Networks comprised of high performance switching elements are important for the high-speed transport of information, which may include text, voice, and video information. Emerging networks, such as broadband integrated services digital networks (B-ISDN) are designed to support a variety of applications such as interactive and distributed audio, video and data communications. The principle transfer mode for B-ISDN is called asynchronous transfer mode (ATM). ATM is a high-bandwidth, low delay packet switching and multiplexing technique.
In the switching elements used by these types of networks, cells or packets of information are received by a plurality of input ports which transport the packets to predefined output ports. Many times, one or more of the switching elements receives packets faster that it can dispose of them. As a result, the packets build up in a local buffer memory associated with the switching element, causing an overflow situation. Methods used to manage buffer memory by either preventing an overflow situation or determining which packets of information will be lost include interstage buffer management schemes and intrastage buffer management schemes. Interstage buffer management schemes regulate the movement of packets between stages of switching elements by using available buffer memory upstream of the congested switching element to store packets intended for the congested element. Intrastage buffer management schemes regulate the movement of packets within a given stage by managing the competition between output queues within the stage.

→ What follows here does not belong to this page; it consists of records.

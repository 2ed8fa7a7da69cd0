//! Type descriptors used by the checker and the adapter.
//!
//! `TypeInfo` is a compile-time-only artifact: the VM never inspects it,
//! only the runtime variant tag of a [`crate::value::Value`]. It exists so
//! the checker can reject ill-typed programs before a single opcode runs.

use std::fmt;
use std::rc::Rc;

#[derive(Debug, Clone, Copy, PartialEq, Eq, Hash, strum::Display)]
pub enum TypeKind {
    Any,
    Nil,
    Bool,
    Int,
    Float,
    String,
    Slice,
    Map,
    Func,
}

/// A field on a struct-shaped adapter-provided type.
#[derive(Debug, Clone, PartialEq)]
pub struct Field {
    pub name: String,
    pub ty: TypeInfo,
}

/// A type descriptor: kind plus whatever structural detail the checker
/// needs to validate indexing, member access, and operator use.
#[derive(Debug, Clone, PartialEq)]
pub struct TypeInfo {
    pub kind: TypeKind,
    pub elem_type: Option<Rc<TypeInfo>>,
    pub key_type: Option<Rc<TypeInfo>>,
    pub val_type: Option<Rc<TypeInfo>>,
    pub fields: Option<Rc<Vec<Field>>>,
}

impl TypeInfo {
    #[must_use]
    pub fn simple(kind: TypeKind) -> Self {
        Self {
            kind,
            elem_type: None,
            key_type: None,
            val_type: None,
            fields: None,
        }
    }

    #[must_use]
    pub fn any() -> Self {
        Self::simple(TypeKind::Any)
    }

    #[must_use]
    pub fn nil() -> Self {
        Self::simple(TypeKind::Nil)
    }

    #[must_use]
    pub fn bool() -> Self {
        Self::simple(TypeKind::Bool)
    }

    #[must_use]
    pub fn int() -> Self {
        Self::simple(TypeKind::Int)
    }

    #[must_use]
    pub fn float() -> Self {
        Self::simple(TypeKind::Float)
    }

    #[must_use]
    pub fn string() -> Self {
        Self::simple(TypeKind::String)
    }

    #[must_use]
    pub fn slice(elem_type: TypeInfo) -> Self {
        Self {
            kind: TypeKind::Slice,
            elem_type: Some(Rc::new(elem_type)),
            key_type: None,
            val_type: None,
            fields: None,
        }
    }

    #[must_use]
    pub fn map(key_type: TypeInfo, val_type: TypeInfo) -> Self {
        Self {
            kind: TypeKind::Map,
            elem_type: None,
            key_type: Some(Rc::new(key_type)),
            val_type: Some(Rc::new(val_type)),
            fields: None,
        }
    }

    #[must_use]
    pub fn func() -> Self {
        Self::simple(TypeKind::Func)
    }

    #[must_use]
    pub fn is_numeric(&self) -> bool {
        matches!(self.kind, TypeKind::Int | TypeKind::Float)
    }

    #[must_use]
    pub fn is_integer(&self) -> bool {
        self.kind == TypeKind::Int
    }

    #[must_use]
    pub fn is_float(&self) -> bool {
        self.kind == TypeKind::Float
    }

    #[must_use]
    pub fn is_ordered(&self) -> bool {
        matches!(self.kind, TypeKind::Int | TypeKind::Float | TypeKind::String | TypeKind::Any)
    }

    #[must_use]
    pub fn is_comparable(&self) -> bool {
        !matches!(self.kind, TypeKind::Func)
    }

    /// True if a value of `other` can be used where `self` is expected.
    #[must_use]
    pub fn assignable_from(&self, other: &TypeInfo) -> bool {
        self.kind == TypeKind::Any || other.kind == TypeKind::Any || self.compatible_with(other)
    }

    /// True if the two types can appear together in a binary operation
    /// without the checker rejecting it outright (numeric promotion is the
    /// common case; otherwise kinds must match exactly).
    #[must_use]
    pub fn compatible_with(&self, other: &TypeInfo) -> bool {
        if self.kind == TypeKind::Any || other.kind == TypeKind::Any {
            return true;
        }
        if self.is_numeric() && other.is_numeric() {
            return true;
        }
        self.kind == other.kind
    }

    /// The type both branches of a ternary/`??` widen to when they are not
    /// identical: `any` is the universal fallback, matching an interface
    /// type in a statically typed host language.
    #[must_use]
    pub fn widen(&self, other: &TypeInfo) -> TypeInfo {
        if self == other {
            self.clone()
        } else if self.is_numeric() && other.is_numeric() {
            TypeInfo::float()
        } else {
            TypeInfo::any()
        }
    }
}

impl fmt::Display for TypeInfo {
    fn fmt(&self, f: &mut fmt::Formatter<'_>) -> fmt::Result {
        match self.kind {
            TypeKind::Slice => match &self.elem_type {
                Some(e) => write!(f, "slice<{e}>"),
                None => write!(f, "slice"),
            },
            TypeKind::Map => match (&self.key_type, &self.val_type) {
                (Some(k), Some(v)) => write!(f, "map<{k}, {v}>"),
                _ => write!(f, "map"),
            },
            other => write!(f, "{}", other.to_string().to_lowercase()),
        }
    }
}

An example of an interstage buffer management scheme is a backpressure control scheme. Backpressure control occurs when a switching element Y considers its local buffer memory to be too full. Switching element Y sends a backpressure signal to switching element X which is located immediately upstream of switching element Y. Information destined for switching element Y is stored in the buffer memory of switching element X. When the local buffer memory of switching element X becomes too full, it sends a backpressure signal to the switching element located immediately upstream and the process repeats itself. The process can be carried back all the way to the first switching element in the transmission path.

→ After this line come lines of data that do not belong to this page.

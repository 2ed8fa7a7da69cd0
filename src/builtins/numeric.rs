//! Numeric free builtins: `abs, max, min, ceil, floor, round, sqrt, pow,
//! now, sum, avg`.

use std::time::{SystemTime, UNIX_EPOCH};

use crate::error::{ErrorKind, RunError};
use crate::value::Value;

fn want_numeric(v: &Value, who: &str) -> Result<f64, RunError> {
    v.as_f64().ok_or_else(|| {
        RunError::new(
            ErrorKind::TypeMismatch,
            None,
            format!("{who}() expects a numeric argument, got '{}'", v.type_name()),
        )
    })
}

pub fn builtin_abs(v: &Value) -> Result<Value, RunError> {
    match v {
        Value::Int(i) => Ok(Value::Int(i.abs())),
        Value::Float(f) => Ok(Value::Float(f.abs())),
        _ => Err(RunError::new(
            ErrorKind::TypeMismatch,
            None,
            format!("abs() expects a numeric argument, got '{}'", v.type_name()),
        )),
    }
}

pub fn builtin_max(args: &[Value]) -> Result<Value, RunError> {
    extremum(args, |o| o == std::cmp::Ordering::Greater)
}

pub fn builtin_min(args: &[Value]) -> Result<Value, RunError> {
    extremum(args, |o| o == std::cmp::Ordering::Less)
}

/// `max`/`min` accept either a single slice argument or a variadic list of
/// scalar arguments, so both `max(1, 2, 3)` and `[1,2,3] | max` work.
fn extremum(args: &[Value], keep_if: impl Fn(std::cmp::Ordering) -> bool) -> Result<Value, RunError> {
    let items: Vec<Value> = if args.len() == 1 {
        match &args[0] {
            Value::Slice(elements, _) => elements.as_ref().clone(),
            other => vec![other.clone()],
        }
    } else {
        args.to_vec()
    };
    let mut iter = items.into_iter();
    let Some(mut best) = iter.next() else {
        return Err(RunError::new(ErrorKind::ArityError, None, "max()/min() requires at least one element"));
    };
    for item in iter {
        if keep_if(item.compare(&best)?) {
            best = item;
        }
    }
    Ok(best)
}

pub fn builtin_ceil(v: &Value) -> Result<Value, RunError> {
    Ok(Value::Int(want_numeric(v, "ceil")?.ceil() as i64))
}

pub fn builtin_floor(v: &Value) -> Result<Value, RunError> {
    Ok(Value::Int(want_numeric(v, "floor")?.floor() as i64))
}

pub fn builtin_round(v: &Value) -> Result<Value, RunError> {
    Ok(Value::Int(want_numeric(v, "round")?.round() as i64))
}

pub fn builtin_sqrt(v: &Value) -> Result<Value, RunError> {
    Ok(Value::Float(want_numeric(v, "sqrt")?.sqrt()))
}

pub fn builtin_pow(base: &Value, exp: &Value) -> Result<Value, RunError> {
    base.pow(exp)
}

pub fn builtin_now() -> Result<Value, RunError> {
    let secs = SystemTime::now()
        .duration_since(UNIX_EPOCH)
        .map_err(|_| RunError::new(ErrorKind::TypeMismatch, None, "system clock before UNIX epoch"))?
        .as_secs_f64();
    Ok(Value::Float(secs))
}

/// Open Question (1): `sum` is numeric-only, promoting to `Float` when any
/// element is a `Float`. No dual registration with differing semantics.
pub fn builtin_sum(v: &Value) -> Result<Value, RunError> {
    let elements = want_slice(v, "sum")?;
    let mut int_acc: i64 = 0;
    let mut float_acc: f64 = 0.0;
    let mut saw_float = false;
    for el in elements.iter() {
        match el {
            Value::Int(i) => {
                int_acc = int_acc.wrapping_add(*i);
                float_acc += *i as f64;
            }
            Value::Float(f) => {
                saw_float = true;
                float_acc += f;
            }
            _ => {
                return Err(RunError::new(
                    ErrorKind::TypeMismatch,
                    None,
                    format!("sum() expects a slice of numbers, found '{}'", el.type_name()),
                ))
            }
        }
    }
    Ok(if saw_float { Value::Float(float_acc) } else { Value::Int(int_acc) })
}

pub fn builtin_avg(v: &Value) -> Result<Value, RunError> {
    let elements = want_slice(v, "avg")?;
    if elements.is_empty() {
        return Err(RunError::new(ErrorKind::DivisionByZero, None, "avg() of an empty slice"));
    }
    let sum = builtin_sum(v)?;
    let n = elements.len() as f64;
    match sum {
        Value::Int(i) => Ok(Value::Float(i as f64 / n)),
        Value::Float(f) => Ok(Value::Float(f / n)),
        _ => unreachable!("builtin_sum only returns Int or Float"),
    }
}

/// `sign()` type method (§4.7's per-type numeric methods): -1/0/1 for an
/// int, preserving float-ness for a float receiver.
pub fn builtin_sign(v: &Value) -> Result<Value, RunError> {
    match v {
        Value::Int(i) => Ok(Value::Int(i.signum())),
        Value::Float(f) => Ok(Value::Float(if *f > 0.0 {
            1.0
        } else if *f < 0.0 {
            -1.0
        } else {
            0.0
        })),
        _ => Err(RunError::new(
            ErrorKind::TypeMismatch,
            None,
            format!("sign() expects a numeric argument, got '{}'", v.type_name()),
        )),
    }
}

pub fn builtin_is_nan(v: &Value) -> Result<Value, RunError> {
    Ok(Value::Bool(want_numeric(v, "isNaN")?.is_nan()))
}

pub fn builtin_is_inf(v: &Value) -> Result<Value, RunError> {
    Ok(Value::Bool(want_numeric(v, "isInf")?.is_infinite()))
}

/// `clamp(lo, hi)`: receiver and both bounds must be numeric; float-promotes
/// if any of the three is a `Float`, matching arithmetic promotion elsewhere.
pub fn builtin_clamp(v: &Value, lo: &Value, hi: &Value) -> Result<Value, RunError> {
    let x = want_numeric(v, "clamp")?;
    let lo_f = want_numeric(lo, "clamp")?;
    let hi_f = want_numeric(hi, "clamp")?;
    let clamped = x.clamp(lo_f, hi_f);
    if matches!(v, Value::Float(_)) || matches!(lo, Value::Float(_)) || matches!(hi, Value::Float(_)) {
        Ok(Value::Float(clamped))
    } else {
        Ok(Value::Int(clamped as i64))
    }
}

pub fn builtin_factorial(v: &Value) -> Result<Value, RunError> {
    let Value::Int(n) = v else {
        return Err(RunError::new(
            ErrorKind::TypeMismatch,
            None,
            format!("factorial() expects an int, got '{}'", v.type_name()),
        ));
    };
    if *n < 0 {
        return Err(RunError::new(ErrorKind::TypeMismatch, None, "factorial() of a negative number"));
    }
    let mut acc: i64 = 1;
    for i in 2..=*n {
        acc = acc.checked_mul(i).ok_or_else(|| RunError::new(ErrorKind::TypeMismatch, None, "factorial() overflow"))?;
    }
    Ok(Value::Int(acc))
}

pub fn builtin_is_prime(v: &Value) -> Result<Value, RunError> {
    let Value::Int(n) = v else {
        return Err(RunError::new(
            ErrorKind::TypeMismatch,
            None,
            format!("isPrime() expects an int, got '{}'", v.type_name()),
        ));
    };
    let n = *n;
    if n < 2 {
        return Ok(Value::Bool(false));
    }
    let mut d = 2i64;
    while d.saturating_mul(d) <= n {
        if n % d == 0 {
            return Ok(Value::Bool(false));
        }
        d += 1;
    }
    Ok(Value::Bool(true))
}

pub fn builtin_is_even(v: &Value) -> Result<Value, RunError> {
    match v {
        Value::Int(i) => Ok(Value::Bool(i % 2 == 0)),
        _ => Err(RunError::new(
            ErrorKind::TypeMismatch,
            None,
            format!("isEven() expects an int, got '{}'", v.type_name()),
        )),
    }
}

pub fn builtin_is_odd(v: &Value) -> Result<Value, RunError> {
    match v {
        Value::Int(i) => Ok(Value::Bool(i % 2 != 0)),
        _ => Err(RunError::new(
            ErrorKind::TypeMismatch,
            None,
            format!("isOdd() expects an int, got '{}'", v.type_name()),
        )),
    }
}

fn want_slice<'a>(v: &'a Value, who: &str) -> Result<&'a std::rc::Rc<Vec<Value>>, RunError> {
    match v {
        Value::Slice(elements, _) => Ok(elements),
        _ => Err(RunError::new(
            ErrorKind::TypeMismatch,
            None,
            format!("{who}() expects a slice, got '{}'", v.type_name()),
        )),
    }
}

#[cfg(test)]
mod tests {
    use super::*;

    #[test]
    fn sum_promotes_to_float_when_any_float_present() {
        let v = Value::slice(vec![Value::Int(1), Value::Float(2.5), Value::Int(3)]);
        assert_eq!(builtin_sum(&v).unwrap(), Value::Float(6.5));
    }

    #[test]
    fn sum_stays_int_when_all_int() {
        let v = Value::slice(vec![Value::Int(1), Value::Int(2), Value::Int(3)]);
        assert_eq!(builtin_sum(&v).unwrap(), Value::Int(6));
    }

    #[test]
    fn max_over_variadic_args() {
        let got = builtin_max(&[Value::Int(3), Value::Int(9), Value::Int(5)]).unwrap();
        assert_eq!(got, Value::Int(9));
    }

    #[test]
    fn factorial_of_small_int() {
        assert_eq!(builtin_factorial(&Value::Int(5)).unwrap(), Value::Int(120));
    }

    #[test]
    fn is_prime_basic_cases() {
        assert_eq!(builtin_is_prime(&Value::Int(7)).unwrap(), Value::Bool(true));
        assert_eq!(builtin_is_prime(&Value::Int(1)).unwrap(), Value::Bool(false));
        assert_eq!(builtin_is_prime(&Value::Int(9)).unwrap(), Value::Bool(false));
    }

    #[test]
    fn clamp_promotes_to_float_if_any_bound_is_float() {
        let got = builtin_clamp(&Value::Int(5), &Value::Int(0), &Value::Float(3.0)).unwrap();
        assert_eq!(got, Value::Float(3.0));
    }
}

By using the backpressure control in this manner, all of the switching elements upstream of Y can become monopolized by the information destined for congested switching element Y, thereby hindering the overall throughput of information. As such, backpressure control schemes are limited because they only regulate in an upstream direction. The backpressure scheme causes the congestion originating from the downstream element to be propagated upstream, thereby preventing packets from being transmitted to other downstream elements which are not congested.
In networks comprised of switching elements having shared local buffer memory, overload situations may be overcome by using local or intrastage buffer management schemes. The local buffer management schemes include pushout, allocation and limit-based schemes. The local buffer management schemes manage competition between output queues within a given switching element.

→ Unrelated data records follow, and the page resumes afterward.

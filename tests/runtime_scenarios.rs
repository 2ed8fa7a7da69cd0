//! End-to-end `eval`/`run` scenarios covering the pipeline/lambda runtime,
//! type methods, optional chaining, and adapter-driven variable resolution.

use sluice::{compile, eval, run, CompileOptions, ErrorKind, EvalError, MapAdapter, RunError, Value};

fn env_with(entries: &[(&str, Value)]) -> MapAdapter {
    let mut env = MapAdapter::new();
    for (k, v) in entries {
        env.insert(*k, v.clone());
    }
    env
}

#[test]
fn filter_then_map_pipeline() {
    let env = MapAdapter::new();
    let got = eval("[1, 2, 3, 4, 5, 6] | filter(# % 2 == 0) | map(# * 10)", &env, &CompileOptions::new()).unwrap();
    assert_eq!(got, Value::slice(vec![Value::Int(20), Value::Int(40), Value::Int(60)]));
}

#[test]
fn reduce_with_a_named_lambda_accumulator() {
    let env = MapAdapter::new();
    let got = eval("[1, 2, 3, 4] | reduce((acc, x) => acc + x)", &env, &CompileOptions::new()).unwrap();
    assert_eq!(got, Value::Int(10));
}

#[test]
fn nested_pipelines_keep_their_own_placeholder_binding() {
    // The inner pipeline's `#` must bind to its own element, not leak the
    // outer pipeline's current element.
    let env = MapAdapter::new();
    let src = "[[1, 2], [3, 4]] | map(# | map(# * 2))";
    let got = eval(src, &env, &CompileOptions::new()).unwrap();
    assert_eq!(
        got,
        Value::slice(vec![
            Value::slice(vec![Value::Int(2), Value::Int(4)]),
            Value::slice(vec![Value::Int(6), Value::Int(8)]),
        ])
    );
}

#[test]
fn string_type_methods_dispatch_correctly() {
    let env = MapAdapter::new();
    assert_eq!(eval("\"Hello\".upper()", &env, &CompileOptions::new()).unwrap(), Value::string("HELLO"));
    assert_eq!(eval("\"Hello\".startsWith(\"He\")", &env, &CompileOptions::new()).unwrap(), Value::Bool(true));
    assert_eq!(eval("\"  hi  \".trim()", &env, &CompileOptions::new()).unwrap(), Value::string("hi"));
}

#[test]
fn slice_type_methods_dispatch_correctly() {
    let env = MapAdapter::new();
    assert_eq!(eval("[3, 1, 2].first()", &env, &CompileOptions::new()).unwrap(), Value::Int(3));
    assert_eq!(eval("[3, 1, 2].last()", &env, &CompileOptions::new()).unwrap(), Value::Int(2));
    assert_eq!(eval("[1, 2, 3].contains(2)", &env, &CompileOptions::new()).unwrap(), Value::Bool(true));
}

#[test]
fn method_call_on_a_statically_known_kind_with_no_such_method_fails_at_check_time() {
    // `true`'s type is known at check time, so the missing method is a
    // `TypeError` raised by the checker inside `run`, not a runtime
    // `NoSuchMethod` from the dispatch table.
    let env = MapAdapter::new();
    let err = eval("true.upper()", &env, &CompileOptions::new()).unwrap_err();
    match err {
        EvalError::Run(e) => assert_eq!(e.kind, ErrorKind::TypeError),
        other => panic!("expected Run(TypeError), got {other:?}"),
    }
}

#[test]
fn method_call_on_a_dynamically_typed_receiver_with_no_such_method_fails_at_run_time() {
    // An `allow_undefined_variables` receiver checks as `Any`, so the
    // missing-method check can only happen once the VM sees the real
    // value — here `Nil`, since `missing` resolves to nothing.
    let env = MapAdapter::new();
    let opts = CompileOptions::new().allow_undefined_variables(true);
    let err = eval("missing.upper()", &env, &opts).unwrap_err();
    match err {
        EvalError::Run(e) => assert_eq!(e.kind, ErrorKind::NoSuchMethod),
        other => panic!("expected Run(NoSuchMethod), got {other:?}"),
    }
}

#[test]
fn optional_chaining_short_circuits_on_nil() {
    let env = env_with(&[]);
    let got = eval("missing?.length()", &env, &CompileOptions::new().allow_undefined_variables(true)).unwrap();
    assert_eq!(got, Value::Nil);
}

#[test]
fn null_coalesce_falls_back_on_nil() {
    let env = env_with(&[]);
    let got = eval(
        "missing ?? \"fallback\"",
        &env,
        &CompileOptions::new().allow_undefined_variables(true),
    )
    .unwrap();
    assert_eq!(got, Value::string("fallback"));
}

#[test]
fn adapter_variables_and_map_indexing() {
    let mut user_fields = sluice::SliceMap::default();
    user_fields.insert("name".to_string(), Value::string("Ada"));
    user_fields.insert("age".to_string(), Value::Int(36));
    let env = env_with(&[("user", Value::map(user_fields))]);
    assert_eq!(eval("user[\"name\"]", &env, &CompileOptions::new()).unwrap(), Value::string("Ada"));
    assert_eq!(eval("user[\"age\"]", &env, &CompileOptions::new()).unwrap(), Value::Int(36));
    assert_eq!(eval("user.size()", &env, &CompileOptions::new()).unwrap(), Value::Int(2));
    assert_eq!(eval("user.has(\"age\")", &env, &CompileOptions::new()).unwrap(), Value::Bool(true));
}

#[test]
fn undefined_symbol_fails_the_checker_at_run_time_by_default() {
    let env = MapAdapter::new();
    let program = compile("totally_unknown + 1", &CompileOptions::new()).unwrap();
    let err = run(&program, &env).unwrap_err();
    assert_eq!(err.kind, ErrorKind::UndefinedSymbol);
}

#[test]
fn a_single_program_type_checks_independently_against_each_adapter() {
    let program = compile("x + 1", &CompileOptions::new()).unwrap();
    let numeric_env = env_with(&[("x", Value::Int(41))]);
    assert_eq!(run(&program, &numeric_env).unwrap(), Value::Int(42));

    let string_env = env_with(&[("x", Value::string("not a number"))]);
    let err = run(&program, &string_env).unwrap_err();
    assert_eq!(err.kind, ErrorKind::TypeError);
}

#[test]
fn with_operator_is_callable_by_name_and_via_pipe() {
    fn cross(args: &[Value]) -> Result<Value, RunError> {
        match (&args[0], &args[1]) {
            (Value::Int(a), Value::Int(b)) => Ok(Value::Int(a * b + 1)),
            _ => Err(RunError::new(ErrorKind::TypeMismatch, None, "cross() expects two ints")),
        }
    }
    let env = MapAdapter::new();
    let opts = CompileOptions::new().with_operator("cross", 5, cross);
    assert_eq!(eval("cross(2, 3)", &env, &opts).unwrap(), Value::Int(7));
    assert_eq!(eval("2 | cross(3)", &env, &opts).unwrap(), Value::Int(7));
}

#[test]
fn coercion_applies_after_a_successful_eval() {
    let env = MapAdapter::new();
    let got = eval("\"7\"", &env, &CompileOptions::new()).unwrap();
    assert_eq!(got.coerce(sluice::Coercion::AsInt).unwrap(), Value::Int(7));
}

The pushout scheme is used when switching element Y has a full local buffer memory. Switching element Y continues to receive any packets arriving from upstream switching element X. Space is made for the new packets in switching element Y's local buffer memory by pushing out a packet from the longest output queue in switching element Y. The new packet usurps the physical memory location of the pushed out packet, but the new packet can then be assigned to a different logical output queue. The pushout scheme allows a packet destined to a less congested output queue to reach its destination at the expense of packets in longer queues.
In the allocation scheme, each switching element allocates a small amount of its local buffer memory to each of its output queues. The remainder of the memory is shared among all of the output queues. A packet arriving from an upstream switching element is dropped only if the memory allocated to its output queue is full and the shared memory is also full.
The limit-based scheme is used to set a limit on the length of each individual output queue in the local buffer memory of a given switching element. A packet arriving from an upstream switching element is dropped if it is destined for an output queue which has reached its length limit. Arriving packets are also dropped if the local buffer memory is completely full, regardless of whether the destined output queue has reached its limit.
The local buffer management schemes are able to discriminate between the different output queues within the element so that congested output queues which are dominating the shared memory lose packets prior to output queues which are receiving a fewer number of packets. However, each of the local buffer management schemes described above is limited to regulating packet flow within the element and therefore is limited by the amount of memory available to the element.